Ole Miss helps children with language impairments prepare for school



“Early intervention is the best intervention,” said Amanda deVere, undergraduate instructor and clinical supervisor.

MEMPHIS, Tenn. – The University of Mississippi is doing its part to help children entering kindergarten.

The Department of Communication, Science and Disorder focuses on young people struggling with language.

The engagement only takes two days a week for two hours.

“Early intervention is the best intervention,” said Amanda deVere, undergraduate instructor and clinical supervisor.

Children with language impairments are preparing for kindergarten.

“Some children are not doing well. They don’t have normal language skills. They will have a hard time learning in school because everything is based on the language, ”said Dr Vishakha Rawool, head of the department.

This is where the University of Mississippi Speech and Hearing Clinic Between.

Dr Rawool and deVere help run the Preschool Language Group program.

“It kind of started with… one-on-one intervention with kids who were really lacking in social skills, taking in turn skills, emotional regulation, playing appropriately with objects and things like that,” said deVere.

Now, with a larger space, they can reach more children.

“Everything we do with the two hours we have with the kids is based on a theme. We apply it or generalize it to whatever the kid does, ”said deVere. “We link this to a linguistic theme. We read about it. We sing it. We play a role in this. We do puppet shows about it.

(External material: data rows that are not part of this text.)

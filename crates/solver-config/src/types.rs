//! Configuration types for the solver.

use crate::serde_helpers::{deserialize_address, deserialize_optional_address};
use alloy::primitives::Address;
use serde::Deserialize;
use std::time::Duration;

/// Complete solver configuration
#[derive(Debug, Clone, Deserialize)]
pub struct Config {
	pub solver: SolverSettings,
	pub network: NetworkConfig,
	pub account: AccountConfig,
	pub contracts: ContractsConfig,
	#[serde(default)]
	pub routing: RoutingConfig,
	#[serde(default)]
	pub delivery: DeliveryConfig,
}

/// Solver identity and loop cadence
#[derive(Debug, Clone, Deserialize)]
pub struct SolverSettings {
	/// Name used in logs
	pub id: String,
	/// Seconds between discovery cycles
	#[serde(default = "default_poll_interval_secs")]
	pub poll_interval_secs: u64,
	/// Blocks behind the head the first scan starts from
	#[serde(default = "default_lookback_blocks")]
	pub lookback_blocks: u64,
	/// Seconds between a confirmed fill and its payout claim
	#[serde(default = "default_payout_delay_secs")]
	pub payout_delay_secs: u64,
}

impl SolverSettings {
	pub fn poll_interval(&self) -> Duration {
		Duration::from_secs(self.poll_interval_secs)
	}

	pub fn payout_delay(&self) -> Duration {
		Duration::from_secs(self.payout_delay_secs)
	}
}

#[derive(Debug, Clone, Deserialize)]
pub struct NetworkConfig {
	pub rpc_url: String,
	pub chain_id: u64,
}

/// Account provider selection and its implementation-specific table
#[derive(Debug, Clone, Deserialize)]
pub struct AccountConfig {
	pub provider: String,
	#[serde(default = "empty_table")]
	pub config: toml::Value,
}

#[derive(Debug, Clone, Deserialize)]
pub struct ContractsConfig {
	/// Intent ledger
	#[serde(deserialize_with = "deserialize_address")]
	pub intent_box: Address,
	/// Solver registry (bonding and payouts)
	#[serde(deserialize_with = "deserialize_address")]
	pub registry: Address,
	/// Settlement engine
	#[serde(deserialize_with = "deserialize_address")]
	pub settlement: Address,
}

#[derive(Debug, Clone, Default, Deserialize)]
pub struct RoutingConfig {
	/// On-chain pathfinder; routes come from the static table when unset
	#[serde(default, deserialize_with = "deserialize_optional_address")]
	pub pathfinder: Option<Address>,
}

#[derive(Debug, Clone, Deserialize)]
pub struct DeliveryConfig {
	#[serde(default = "default_receipt_poll_interval_secs")]
	pub receipt_poll_interval_secs: u64,
	/// Receipt waits are unbounded when unset
	#[serde(default)]
	pub receipt_timeout_secs: Option<u64>,
}

impl DeliveryConfig {
	pub fn receipt_poll_interval(&self) -> Duration {
		Duration::from_secs(self.receipt_poll_interval_secs)
	}

	pub fn receipt_timeout(&self) -> Option<Duration> {
		self.receipt_timeout_secs.map(Duration::from_secs)
	}
}

impl Default for DeliveryConfig {
	fn default() -> Self {
		Self {
			receipt_poll_interval_secs: default_receipt_poll_interval_secs(),
			receipt_timeout_secs: None,
		}
	}
}

fn default_poll_interval_secs() -> u64 {
	4
}

fn default_lookback_blocks() -> u64 {
	1000
}

fn default_payout_delay_secs() -> u64 {
	31 * 60
}

fn default_receipt_poll_interval_secs() -> u64 {
	2
}

fn empty_table() -> toml::Value {
	toml::Value::Table(toml::Table::new())
}
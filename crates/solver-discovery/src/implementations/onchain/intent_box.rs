//! On-chain discovery of `IntentSubmitted` events.

use crate::{DiscoveryError, DiscoveryInterface};
use alloy::primitives::Address;
use alloy::providers::{DynProvider, Provider};
use alloy::rpc::types::Filter;
use alloy::sol;
use alloy::sol_types::SolEvent;
use async_trait::async_trait;
use solver_types::DiscoveredIntent;

sol! {
	/// Emitted by the intent ledger when a user posts an intent.
	event IntentSubmitted(bytes32 indexed intentId, address indexed user, uint256 amountIn);
}

/// Reads `IntentSubmitted` logs emitted by the intent ledger contract.
pub struct IntentBoxDiscovery {
	provider: DynProvider,
	intent_box: Address,
}

impl IntentBoxDiscovery {
	pub fn new(provider: DynProvider, intent_box: Address) -> Self {
		Self {
			provider,
			intent_box,
		}
	}
}

#[async_trait]
impl DiscoveryInterface for IntentBoxDiscovery {
	async fn block_number(&self) -> Result<u64, DiscoveryError> {
		self.provider
			.get_block_number()
			.await
			.map_err(|e| DiscoveryError::Network(format!("Failed to get block number: {}", e)))
	}

	async fn intents_in_range(
		&self,
		from_block: u64,
		to_block: u64,
	) -> Result<Vec<DiscoveredIntent>, DiscoveryError> {
		let filter = Filter::new()
			.address(self.intent_box)
			.event_signature(IntentSubmitted::SIGNATURE_HASH)
			.from_block(from_block)
			.to_block(to_block);

		let logs = self
			.provider
			.get_logs(&filter)
			.await
			.map_err(|e| DiscoveryError::Network(format!("Failed to get logs: {}", e)))?;

		logs.iter()
			.map(|log| {
				let decoded = log
					.log_decode::<IntentSubmitted>()
					.map_err(|e| DiscoveryError::Decode(e.to_string()))?;
				let event = &decoded.inner.data;

				Ok(DiscoveredIntent {
					id: event.intentId,
					user: event.user,
					amount_in: event.amountIn,
					block_number: log.block_number.unwrap_or(from_block),
				})
			})
			.collect()
	}
}
use super::read_provider;
use solver_config::Config;
use solver_core::SolverError;
use solver_routing::implementations::pathfinder::PathfinderClient;
use solver_routing::RouteQuery;

/// Pathfinder client when `routing.pathfinder` is set, otherwise `None`.
pub fn create_route_query(config: &Config) -> Result<Option<Box<dyn RouteQuery>>, SolverError> {
	let Some(address) = config.routing.pathfinder else {
		return Ok(None);
	};

	let provider = read_provider(&config.network.rpc_url)?;
	Ok(Some(Box::new(PathfinderClient::new(address, provider))))
}
//! Solver engine.
//!
//! Wires account, delivery, discovery, order, routing and settlement services
//! into a single polling loop: register once, then scan the ledger for new
//! intents every cycle and push each one through the [`FillPipeline`].

use solver_account::{AccountInterface, AccountService};
use solver_config::Config;
use solver_delivery::{DeliveryInterface, DeliveryService};
use solver_discovery::{DiscoveryInterface, DiscoveryService};
use solver_order::{OrderInterface, OrderService};
use solver_routing::{RouteQuery, RouteResolver};
use solver_settlement::{PayoutScheduler, RegistrationGate, SettlementInterface, SettlementService};
use solver_types::EventBus;
use std::sync::Arc;
use tokio::sync::mpsc;

mod error;
pub mod pipeline;

#[cfg(test)]
mod mocks;

pub use error::SolverError;
pub use pipeline::FillPipeline;

pub struct SolverEngine {
	config: Config,
	account: Arc<AccountService>,
	discovery: DiscoveryService,
	pipeline: Arc<FillPipeline>,
	settlement: Arc<SettlementService>,
	event_bus: EventBus,
}

impl SolverEngine {
	/// Registers the solver if needed, then polls for intents until a value
	/// arrives on `stop_rx` or its sender is dropped.
	///
	/// Registration and the initial head read are the only fatal steps; every
	/// later failure is logged and retried on the next cycle.
	pub async fn run(&self, mut stop_rx: mpsc::Receiver<()>) -> Result<(), SolverError> {
		tracing::info!(
			solver = %self.config.solver.id,
			chain_id = self.config.network.chain_id,
			intent_box = %self.config.contracts.intent_box,
			registry = %self.config.contracts.registry,
			settlement = %self.config.contracts.settlement,
			"Starting solver"
		);
		match self.config.routing.pathfinder {
			Some(pathfinder) => tracing::info!(%pathfinder, "Routing through on-chain pathfinder"),
			None => tracing::info!("Routing from local table only"),
		}

		let address = self.account.get_address().await?;
		tracing::info!(%address, "Solver account");

		self.settlement.ensure_registered(address).await?;

		let mut cursor = self.discovery.seed_cursor().await?;
		let poll_interval = self.config.solver.poll_interval();

		loop {
			cursor = self.discovery.scan(cursor, self.pipeline.as_ref()).await;

			let pending = self.pipeline.prune_payouts();
			tracing::trace!(cursor, pending_payouts = pending, "Cycle complete");

			tokio::select! {
				_ = tokio::time::sleep(poll_interval) => {}
				_ = stop_rx.recv() => {
					tracing::info!("Shutting down solver");
					break;
				}
			}
		}

		let pending = self.pipeline.prune_payouts();
		if pending > 0 {
			tracing::warn!(pending, "Exiting with payout claims still scheduled");
		}

		Ok(())
	}

	pub fn event_bus(&self) -> &EventBus {
		&self.event_bus
	}

	pub fn config(&self) -> &Config {
		&self.config
	}

	pub fn pipeline(&self) -> &FillPipeline {
		&self.pipeline
	}
}

// Type aliases for factory functions
type AccountFactory =
	Box<dyn Fn(&Config) -> Result<Box<dyn AccountInterface>, SolverError> + Send>;
type DeliveryFactory = Box<
	dyn Fn(&Config, &AccountService) -> Result<Box<dyn DeliveryInterface>, SolverError> + Send,
>;
type DiscoveryFactory =
	Box<dyn Fn(&Config) -> Result<Box<dyn DiscoveryInterface>, SolverError> + Send>;
type OrderFactory = Box<dyn Fn(&Config) -> Result<Box<dyn OrderInterface>, SolverError> + Send>;
type SettlementFactory =
	Box<dyn Fn(&Config) -> Result<Box<dyn SettlementInterface>, SolverError> + Send>;
type RouteQueryFactory =
	Box<dyn Fn(&Config) -> Result<Option<Box<dyn RouteQuery>>, SolverError> + Send>;

/// Assembles a [`SolverEngine`] from a configuration and one factory per
/// component. Every factory except routing is required.
pub struct SolverBuilder {
	config: Config,
	account_factory: Option<AccountFactory>,
	delivery_factory: Option<DeliveryFactory>,
	discovery_factory: Option<DiscoveryFactory>,
	order_factory: Option<OrderFactory>,
	settlement_factory: Option<SettlementFactory>,
	route_query_factory: Option<RouteQueryFactory>,
}

impl SolverBuilder {
	pub fn new(config: Config) -> Self {
		Self {
			config,
			account_factory: None,
			delivery_factory: None,
			discovery_factory: None,
			order_factory: None,
			settlement_factory: None,
			route_query_factory: None,
		}
	}

	pub fn with_account_factory<F>(mut self, factory: F) -> Self
	where
		F: Fn(&Config) -> Result<Box<dyn AccountInterface>, SolverError> + Send + 'static,
	{
		self.account_factory = Some(Box::new(factory));
		self
	}

	pub fn with_delivery_factory<F>(mut self, factory: F) -> Self
	where
		F: Fn(&Config, &AccountService) -> Result<Box<dyn DeliveryInterface>, SolverError>
			+ Send
			+ 'static,
	{
		self.delivery_factory = Some(Box::new(factory));
		self
	}

	pub fn with_discovery_factory<F>(mut self, factory: F) -> Self
	where
		F: Fn(&Config) -> Result<Box<dyn DiscoveryInterface>, SolverError> + Send + 'static,
	{
		self.discovery_factory = Some(Box::new(factory));
		self
	}

	pub fn with_order_factory<F>(mut self, factory: F) -> Self
	where
		F: Fn(&Config) -> Result<Box<dyn OrderInterface>, SolverError> + Send + 'static,
	{
		self.order_factory = Some(Box::new(factory));
		self
	}

	pub fn with_settlement_factory<F>(mut self, factory: F) -> Self
	where
		F: Fn(&Config) -> Result<Box<dyn SettlementInterface>, SolverError> + Send + 'static,
	{
		self.settlement_factory = Some(Box::new(factory));
		self
	}

	/// Optional; without it routes come from the local table.
	pub fn with_route_query_factory<F>(mut self, factory: F) -> Self
	where
		F: Fn(&Config) -> Result<Option<Box<dyn RouteQuery>>, SolverError> + Send + 'static,
	{
		self.route_query_factory = Some(Box::new(factory));
		self
	}

	pub fn build(self) -> Result<SolverEngine, SolverError> {
		let missing = |name: &str| SolverError::Config(format!("{} factory not provided", name));
		let event_bus = EventBus::new(1000);

		let account_provider = self.account_factory.ok_or_else(|| missing("Account"))?(&self.config)?;
		let account = Arc::new(AccountService::new(account_provider));

		let delivery_provider =
			self.delivery_factory.ok_or_else(|| missing("Delivery"))?(&self.config, &account)?;
		let delivery = Arc::new(DeliveryService::new(delivery_provider));

		let discovery_source =
			self.discovery_factory.ok_or_else(|| missing("Discovery"))?(&self.config)?;
		let discovery = DiscoveryService::new(
			discovery_source,
			self.config.solver.lookback_blocks,
			event_bus.clone(),
		);

		let order_impl = self.order_factory.ok_or_else(|| missing("Order"))?(&self.config)?;
		let order = OrderService::new(order_impl);

		let registry: Arc<dyn SettlementInterface> = Arc::from(
			self.settlement_factory.ok_or_else(|| missing("Settlement"))?(&self.config)?,
		);
		let settlement = Arc::new(SettlementService::new(
			RegistrationGate::new(registry.clone(), delivery.clone(), event_bus.clone()),
			PayoutScheduler::new(
				registry,
				delivery.clone(),
				self.config.solver.payout_delay(),
				event_bus.clone(),
			),
		));

		let route_query = match self.route_query_factory {
			Some(factory) => factory(&self.config)?,
			None => None,
		};
		let routes = RouteResolver::new(route_query);

		let pipeline = Arc::new(FillPipeline::new(
			order,
			routes,
			delivery,
			settlement.clone(),
			event_bus.clone(),
		));

		Ok(SolverEngine {
			config: self.config,
			account,
			discovery,
			pipeline,
			settlement,
			event_bus,
		})
	}
}
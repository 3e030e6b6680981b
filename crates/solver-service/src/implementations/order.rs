use super::read_provider;
use solver_config::Config;
use solver_core::SolverError;
use solver_order::implementations::intent_box::IntentBoxOrders;
use solver_order::OrderInterface;

/// Ledger reads go to the intent box; fills are sent to the settlement engine.
pub fn create_order(config: &Config) -> Result<Box<dyn OrderInterface>, SolverError> {
	let provider = read_provider(&config.network.rpc_url)?;
	Ok(Box::new(IntentBoxOrders::new(
		provider,
		config.contracts.intent_box,
		config.contracts.settlement,
		config.network.chain_id,
	)))
}
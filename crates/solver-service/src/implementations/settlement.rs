use super::read_provider;
use solver_config::Config;
use solver_core::SolverError;
use solver_settlement::implementations::registry::RegistryClient;
use solver_settlement::SettlementInterface;

pub fn create_settlement(config: &Config) -> Result<Box<dyn SettlementInterface>, SolverError> {
	let provider = read_provider(&config.network.rpc_url)?;
	Ok(Box::new(RegistryClient::new(
		provider,
		config.contracts.registry,
		config.network.chain_id,
	)))
}
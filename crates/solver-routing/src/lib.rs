//! Cross-chain route resolution.
//!
//! Routes are resolved through a fixed ladder: an optional live query against
//! the on-chain pathfinder, then the static relay table, then a direct
//! two-node guess. Resolution never fails; the returned [`RouteSource`] tells
//! callers how much to trust the answer.

use async_trait::async_trait;
use solver_types::{ChainId, Route, RouteSource};
use thiserror::Error;

pub mod implementations {
	pub mod pathfinder;
}

pub mod table;

pub use table::{chain_name, direct_route, format_route, lookup_local};

/// Errors returned by a live route query.
#[derive(Debug, Error)]
pub enum RoutingError {
	#[error("Contract error: {0}")]
	Contract(String),
	#[error("Malformed route: {0}")]
	MalformedRoute(String),
}

/// Live source of routing information, typically an on-chain contract.
#[async_trait]
pub trait RouteQuery: Send + Sync {
	/// Returns the hop path from `from` to `to`, endpoints included.
	async fn find_route(&self, from: ChainId, to: ChainId) -> Result<Vec<ChainId>, RoutingError>;

	/// Returns the estimated cost of the `from` to `to` leg.
	async fn edge_cost(&self, from: ChainId, to: ChainId) -> Result<u128, RoutingError>;
}

/// Resolves a route from `from` to `to`, preferring the live `query` when given.
pub async fn resolve_route(from: ChainId, to: ChainId, query: Option<&dyn RouteQuery>) -> Route {
	if let Some(query) = query {
		match query_on_chain(query, from, to).await {
			Ok(route) => return route,
			Err(e) => tracing::debug!(from, to, "On-chain route query missed: {}", e),
		}
	}

	lookup_local(from, to).unwrap_or_else(|| direct_route(from, to))
}

async fn query_on_chain(
	query: &dyn RouteQuery,
	from: ChainId,
	to: ChainId,
) -> Result<Route, RoutingError> {
	let path = query.find_route(from, to).await?;

	if path.len() < 2 || path.first() != Some(&from) || path.last() != Some(&to) {
		return Err(RoutingError::MalformedRoute(format!(
			"expected path {} → {}, got {:?}",
			from, to, path
		)));
	}

	let cost = query.edge_cost(from, to).await?;

	Ok(Route {
		path,
		cost,
		source: RouteSource::OnChain,
	})
}

/// Owns the optional live query and resolves routes with it.
pub struct RouteResolver {
	query: Option<Box<dyn RouteQuery>>,
}

impl RouteResolver {
	pub fn new(query: Option<Box<dyn RouteQuery>>) -> Self {
		Self { query }
	}

	/// Resolver that only consults the static table.
	pub fn local_only() -> Self {
		Self { query: None }
	}

	pub async fn resolve(&self, from: ChainId, to: ChainId) -> Route {
		resolve_route(from, to, self.query.as_deref()).await
	}
}
//! SCALE compact integer encoding.
//!
//! The two low bits of the first byte select the mode:
//! `00` single byte, `01` two bytes, `10` four bytes, `11` big-integer mode
//! where the upper six bits hold the payload length minus four.

use alloy::primitives::U256;

use crate::XcmError;

const SINGLE_BYTE_LIMIT: u64 = 1 << 6;
const TWO_BYTE_LIMIT: u64 = 1 << 14;
const FOUR_BYTE_LIMIT: u64 = 1 << 30;

/// Encodes `value` as a SCALE compact integer.
pub fn encode_compact(value: U256) -> Vec<u8> {
	let mut out = Vec::with_capacity(5);
	encode_into(value, &mut out);
	out
}

/// Appends the compact encoding of `value` to `out`.
pub fn encode_into(value: U256, out: &mut Vec<u8>) {
	let small = u64::try_from(value).ok().filter(|v| *v < FOUR_BYTE_LIMIT);

	match small {
		Some(v) if v < SINGLE_BYTE_LIMIT => out.push((v as u8) << 2),
		Some(v) if v < TWO_BYTE_LIMIT => {
			out.extend_from_slice(&(((v as u16) << 2) | 0b01).to_le_bytes())
		}
		Some(v) => out.extend_from_slice(&(((v as u32) << 2) | 0b10).to_le_bytes()),
		None => {
			let len = value.bit_len().div_ceil(8);
			let bytes = value.to_le_bytes::<32>();
			out.push((((len - 4) as u8) << 2) | 0b11);
			out.extend_from_slice(&bytes[..len]);
		}
	}
}

/// Decodes a compact integer from the front of `data`.
///
/// Returns the value and the number of bytes consumed.
pub fn decode_compact(data: &[u8]) -> Result<(U256, usize), XcmError> {
	let first = *data.first().ok_or(XcmError::UnexpectedEof {
		needed: 1,
		available: 0,
	})?;

	let take = |n: usize| -> Result<&[u8], XcmError> {
		data.get(..n).ok_or(XcmError::UnexpectedEof {
			needed: n,
			available: data.len(),
		})
	};

	match first & 0b11 {
		0b00 => Ok((U256::from(first >> 2), 1)),
		0b01 => {
			let raw = take(2)?;
			let v = u16::from_le_bytes([raw[0], raw[1]]) >> 2;
			Ok((U256::from(v), 2))
		}
		0b10 => {
			let raw = take(4)?;
			let v = u32::from_le_bytes([raw[0], raw[1], raw[2], raw[3]]) >> 2;
			Ok((U256::from(v), 4))
		}
		_ => {
			let len = (first >> 2) as usize + 4;
			if len > 32 {
				return Err(XcmError::Overflow(len));
			}
			let raw = take(1 + len)?;
			let value = U256::try_from_le_slice(&raw[1..]).ok_or(XcmError::Overflow(len))?;
			Ok((value, 1 + len))
		}
	}
}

It is a structure that also requires Individual Education Plans, or IEPs. Without IEP, students may find language navigation difficult.

“They don’t have enough language skills that have had an impact on learning, on socialization because we socialize by talking with other children, on development because we express our emotions through language, l ‘general education and behavior,’ said Dr Rawool.

The past year has been a struggle due to COVID-19.

“First responders were unable to enter the homes,” deVere said. “It was a bit difficult to come back from there because these kids not only hadn’t received the early intervention services, but they hadn’t gone to the playgrounds, the church or the schools. restaurants.

However, the clinic has rebounded.

“The response has been overwhelmingly positive from our families, for our customers. Almost everyone we worked with went to regular kindergarten. Two of our most recent graduates are entering school, not even with an IEP, ”said deVere.

It is an accomplishment which also doubles as a reward.